What are the odds of Charlie Weis keeping his job now?

A major Notre Dame loss looms against Stanford who are playing out of their skins in the last game of the season. Yes we will defeat Connecticut but that is akin to playing the New York Knicks at present.

In sum a season of frustration, denial and dumb coaching will draw to a close with Notre Dame playing somewhere in an insignificant bowl like last year's farce against Hawaii.

This at a time when TCU, Boise State and other minnows are contenders for major BCS bowl games. Think about how hard it was for them to recruit compared to Notre Dame and you get some sense of the disconnect under Weis.

Not only should Weis go, but so should his entire coaching staff. They had the best quarterback in college football and two of the best wide receivers to play the game at Notre Dame in a generation. Yet they somehow forgot about defense and how to stop teams like Navy – yes, Navy, who we had beaten over 40 straight times.

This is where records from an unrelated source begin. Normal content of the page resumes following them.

//! View selection and day bucketing.
//!
//! Once [`expand_events`](crate::expand::expand_events) has produced the
//! flat occurrence list, this module picks the subset the current view
//! shows and groups it by calendar day for grid rendering. Day comparisons
//! are made in the viewer's timezone, not UTC.

use std::collections::BTreeMap;

use chrono::{DateTime, NaiveDate, TimeZone, Utc};
use serde::{Deserialize, Serialize};

use crate::event::Occurrence;
use crate::time::{end_of_month, end_of_week, local_day, start_of_month, start_of_week};

/// The calendar's display granularity.
#[derive(Debug, Clone, Copy, Default, PartialEq, Eq, Serialize, Deserialize)]
#[serde(rename_all = "snake_case")]
pub enum ViewMode {
    /// A month grid.
    #[default]
    Month,
    /// A Sunday-to-Saturday week grid.
    Week,
}

/// Selects the occurrences relevant to the current view.
///
/// When `selected_day` is set (the user clicked a day), it overrides the
/// mode and only that local calendar day's occurrences are returned.
/// Otherwise the month or week containing `reference` is selected, both
/// boundaries inclusive. The result is sorted ascending by start.
pub fn select_for_view<Tz: TimeZone>(
    occurrences: &[Occurrence],
    mode: ViewMode,
    reference: NaiveDate,
    selected_day: Option<NaiveDate>,
    tz: &Tz,
) -> Vec<Occurrence> {
    let (first, last) = match selected_day {
        Some(day) => (day, day),
        None => match mode {
            ViewMode::Month => (start_of_month(reference), end_of_month(reference)),
            ViewMode::Week => (start_of_week(reference), end_of_week(reference)),
        },
    };

    let mut selected: Vec<Occurrence> = occurrences
        .iter()
        .filter(|occurrence| {
            let day = local_day(occurrence.start, tz);
            first <= day && day <= last
        })
        .cloned()
        .collect();
    selected.sort_by_key(|occurrence| occurrence.start);
    selected
}

/// Partitions occurrences into one bucket per calendar day in
/// `[start, end]` inclusive.
///
/// Every day in the span gets a bucket, empty or not, so the grid can be
/// rendered by straight iteration. Occurrences outside the span are
/// dropped; within a bucket, order is ascending by start.
pub fn bucket_by_day<Tz: TimeZone>(
    occurrences: &[Occurrence],
    start: NaiveDate,
    end: NaiveDate,
    tz: &Tz,
) -> BTreeMap<NaiveDate, Vec<Occurrence>> {
    let mut buckets: BTreeMap<NaiveDate, Vec<Occurrence>> = start
        .iter_days()
        .take_while(|day| *day <= end)
        .map(|day| (day, Vec::new()))
        .collect();

    for occurrence in occurrences {
        let day = local_day(occurrence.start, tz);
        if let Some(bucket) = buckets.get_mut(&day) {
            bucket.push(occurrence.clone());
        }
    }

    for bucket in buckets.values_mut() {
        bucket.sort_by_key(|occurrence| occurrence.start);
    }

    buckets
}

/// Splits a day bucket into the cells to show and an overflow count.
///
/// Presentation policy only: the full bucket stays untouched, the caller
/// renders the returned slice plus a "+N more" affordance.
pub fn preview(bucket: &[Occurrence], limit: usize) -> (&[Occurrence], usize) {
    let shown = limit.min(bucket.len());
    (&bucket[..shown], bucket.len() - shown)
}

/// Returns the next `limit` occurrences starting at or after `now`,
/// ascending by start.
pub fn upcoming(occurrences: &[Occurrence], now: DateTime<Utc>, limit: usize) -> Vec<Occurrence> {
    let mut future: Vec<Occurrence> = occurrences
        .iter()
        .filter(|occurrence| occurrence.start >= now)
        .cloned()
        .collect();
    future.sort_by_key(|occurrence| occurrence.start);
    future.truncate(limit);
    future
}

#[cfg(test)]
mod tests {
    use super::*;
    use crate::event::CalendarEvent;

    fn utc(y: i32, m: u32, d: u32, h: u32, min: u32, s: u32) -> DateTime<Utc> {
        Utc.with_ymd_and_hms(y, m, d, h, min, s).unwrap()
    }

    fn date(y: i32, m: u32, d: u32) -> NaiveDate {
        NaiveDate::from_ymd_opt(y, m, d).unwrap()
    }

    fn occurrence_at(id: &str, start: DateTime<Utc>) -> Occurrence {
        let event = CalendarEvent::new(id, "Check-in", start, start + chrono::Duration::hours(1));
        Occurrence::original(&event)
    }

    mod select_for_view {
        use super::*;

        fn around_february() -> Vec<Occurrence> {
            vec![
                occurrence_at("jan-31", utc(2024, 1, 31, 9, 0, 0)),
                occurrence_at("feb-01", utc(2024, 2, 1, 9, 0, 0)),
                occurrence_at("feb-29", utc(2024, 2, 29, 9, 0, 0)),
            ]
        }

        #[test]
        fn month_view_keeps_only_that_month() {
            let selected = select_for_view(
                &around_february(),
                ViewMode::Month,
                date(2024, 2, 15),
                None,
                &Utc,
            );

            let ids: Vec<_> = selected.iter().map(|o| o.occurrence_id.as_str()).collect();
            assert_eq!(ids, vec!["feb-01", "feb-29"]);
        }

        #[test]
        fn week_view_runs_sunday_to_saturday() {
            // Week of Wednesday 2024-01-10: Jan 7 through Jan 13.
            let occurrences = vec![
                occurrence_at("sat-06", utc(2024, 1, 6, 9, 0, 0)),
                occurrence_at("sun-07", utc(2024, 1, 7, 9, 0, 0)),
                occurrence_at("sat-13", utc(2024, 1, 13, 9, 0, 0)),
                occurrence_at("sun-14", utc(2024, 1, 14, 9, 0, 0)),
            ];

            let selected =
                select_for_view(&occurrences, ViewMode::Week, date(2024, 1, 10), None, &Utc);

            let ids: Vec<_> = selected.iter().map(|o| o.occurrence_id.as_str()).collect();
            assert_eq!(ids, vec!["sun-07", "sat-13"]);
        }

        #[test]
        fn selected_day_overrides_mode() {
            let occurrences = vec![
                occurrence_at("mar-09", utc(2024, 3, 9, 9, 0, 0)),
                occurrence_at("mar-10-a", utc(2024, 3, 10, 14, 0, 0)),
                occurrence_at("mar-10-b", utc(2024, 3, 10, 8, 0, 0)),
                occurrence_at("mar-11", utc(2024, 3, 11, 9, 0, 0)),
            ];

            for mode in [ViewMode::Month, ViewMode::Week] {
                let selected = select_for_view(
                    &occurrences,
                    mode,
                    date(2024, 3, 15),
                    Some(date(2024, 3, 10)),
                    &Utc,
                );
                let ids: Vec<_> = selected.iter().map(|o| o.occurrence_id.as_str()).collect();
                assert_eq!(ids, vec!["mar-10-b", "mar-10-a"]);
            }
        }

        #[test]
        fn result_is_sorted_by_start() {
            let occurrences = vec![
                occurrence_at("late", utc(2024, 2, 20, 16, 0, 0)),
                occurrence_at("early", utc(2024, 2, 3, 8, 0, 0)),
                occurrence_at("mid", utc(2024, 2, 10, 12, 0, 0)),
            ];

            let selected = select_for_view(
                &occurrences,
                ViewMode::Month,
                date(2024, 2, 1),
                None,
                &Utc,
            );

            let ids: Vec<_> = selected.iter().map(|o| o.occurrence_id.as_str()).collect();
            assert_eq!(ids, vec!["early", "mid", "late"]);
        }

        #[test]
        fn empty_input_yields_empty_output() {
            let selected = select_for_view(&[], ViewMode::Month, date(2024, 2, 1), None, &Utc);
            assert!(selected.is_empty());
        }
    }

    mod bucket_by_day {
        use super::*;

        #[test]
        fn every_day_gets_a_bucket() {
            let occurrences = vec![occurrence_at("one", utc(2024, 1, 2, 9, 0, 0))];
            let buckets = bucket_by_day(&occurrences, date(2024, 1, 1), date(2024, 1, 7), &Utc);

            assert_eq!(buckets.len(), 7);
            assert!(buckets[&date(2024, 1, 1)].is_empty());
            assert_eq!(buckets[&date(2024, 1, 2)].len(), 1);
        }

        #[test]
        fn occurrences_outside_span_are_dropped() {
            let occurrences = vec![
                occurrence_at("inside", utc(2024, 1, 3, 9, 0, 0)),
                occurrence_at("before", utc(2023, 12, 31, 9, 0, 0)),
                occurrence_at("after", utc(2024, 1, 8, 9, 0, 0)),
            ];
            let buckets = bucket_by_day(&occurrences, date(2024, 1, 1), date(2024, 1, 7), &Utc);

            let total: usize = buckets.values().map(Vec::len).sum();
            assert_eq!(total, 1);
        }

        #[test]
        fn buckets_are_sorted_by_start() {
            let occurrences = vec![
                occurrence_at("afternoon", utc(2024, 1, 5, 15, 0, 0)),
                occurrence_at("morning", utc(2024, 1, 5, 8, 0, 0)),
            ];
            let buckets = bucket_by_day(&occurrences, date(2024, 1, 5), date(2024, 1, 5), &Utc);

            let ids: Vec<_> = buckets[&date(2024, 1, 5)]
                .iter()
                .map(|o| o.occurrence_id.as_str())
                .collect();
            assert_eq!(ids, vec!["morning", "afternoon"]);
        }
    }

    mod preview {
        use super::*;

        #[test]
        fn caps_at_limit_and_counts_overflow() {
            let bucket: Vec<Occurrence> = (0..5)
                .map(|i| occurrence_at(&format!("occ-{i}"), utc(2024, 1, 5, 8 + i, 0, 0)))
                .collect();

            let (shown, overflow) = preview(&bucket, 3);
            assert_eq!(shown.len(), 3);
            assert_eq!(overflow, 2);
            assert_eq!(shown[0].occurrence_id, "occ-0");
        }

        #[test]
        fn short_bucket_has_no_overflow() {
            let bucket = vec![occurrence_at("only", utc(2024, 1, 5, 8, 0, 0))];
            let (shown, overflow) = preview(&bucket, 3);
            assert_eq!(shown.len(), 1);
            assert_eq!(overflow, 0);
        }

        #[test]
        fn empty_bucket() {
            let (shown, overflow) = preview(&[], 3);
            assert!(shown.is_empty());
            assert_eq!(overflow, 0);
        }
    }

    mod upcoming {
        use super::*;

        #[test]
        fn takes_next_starts_in_order() {
            let occurrences = vec![
                occurrence_at("past", utc(2024, 1, 1, 9, 0, 0)),
                occurrence_at("soon", utc(2024, 1, 10, 9, 0, 0)),
                occurrence_at("later", utc(2024, 1, 20, 9, 0, 0)),
                occurrence_at("much-later", utc(2024, 2, 1, 9, 0, 0)),
            ];

            let next = upcoming(&occurrences, utc(2024, 1, 5, 0, 0, 0), 2);
            let ids: Vec<_> = next.iter().map(|o| o.occurrence_id.as_str()).collect();
            assert_eq!(ids, vec!["soon", "later"]);
        }

        #[test]
        fn start_exactly_now_is_included() {
            let occurrences = vec![occurrence_at("now", utc(2024, 1, 5, 9, 0, 0))];
            let next = upcoming(&occurrences, utc(2024, 1, 5, 9, 0, 0), 5);
            assert_eq!(next.len(), 1);
        }
    }
}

The Navy game was the turning point when Navy coach Ken Niumatalolo apparently went back to the Notre Dame defensive plan against his side of a year ago and gambled that Weis and co. would line up the same way.

Incredibly they did, and Navy ran right through the Irish.

I'm sure that was the moment that athletic director Jack Swarbrick decided enough was enough. His comment on Saturday that the cost of buying out an existing contract would not be a deal breaker in terms of making any decision was the death knell for Weis.

Deservedly so. He is not a college coach; his mixture of irony, sarcasm and venom does not work with young players like perhaps it did in the NFL.

Charlie Weis has very few defenders left for the very same reason. This not a man who should be in charge of one of the most storied franchises in sport in America.

Brian Kelly on the other hand is a player’s coach who has created his astounding record at Cincinnati by melding a team together that has spirit, class and never say die.

Notre Dame this year has been never say die until the last few minutes, and then they give in. Pittsburgh was just the latest example. Navy and USC before that .

Pray for Kelly, pray that Clausen stays an extra year and that Floyd and Tate do too. If all that happens we have a real shot in 2010.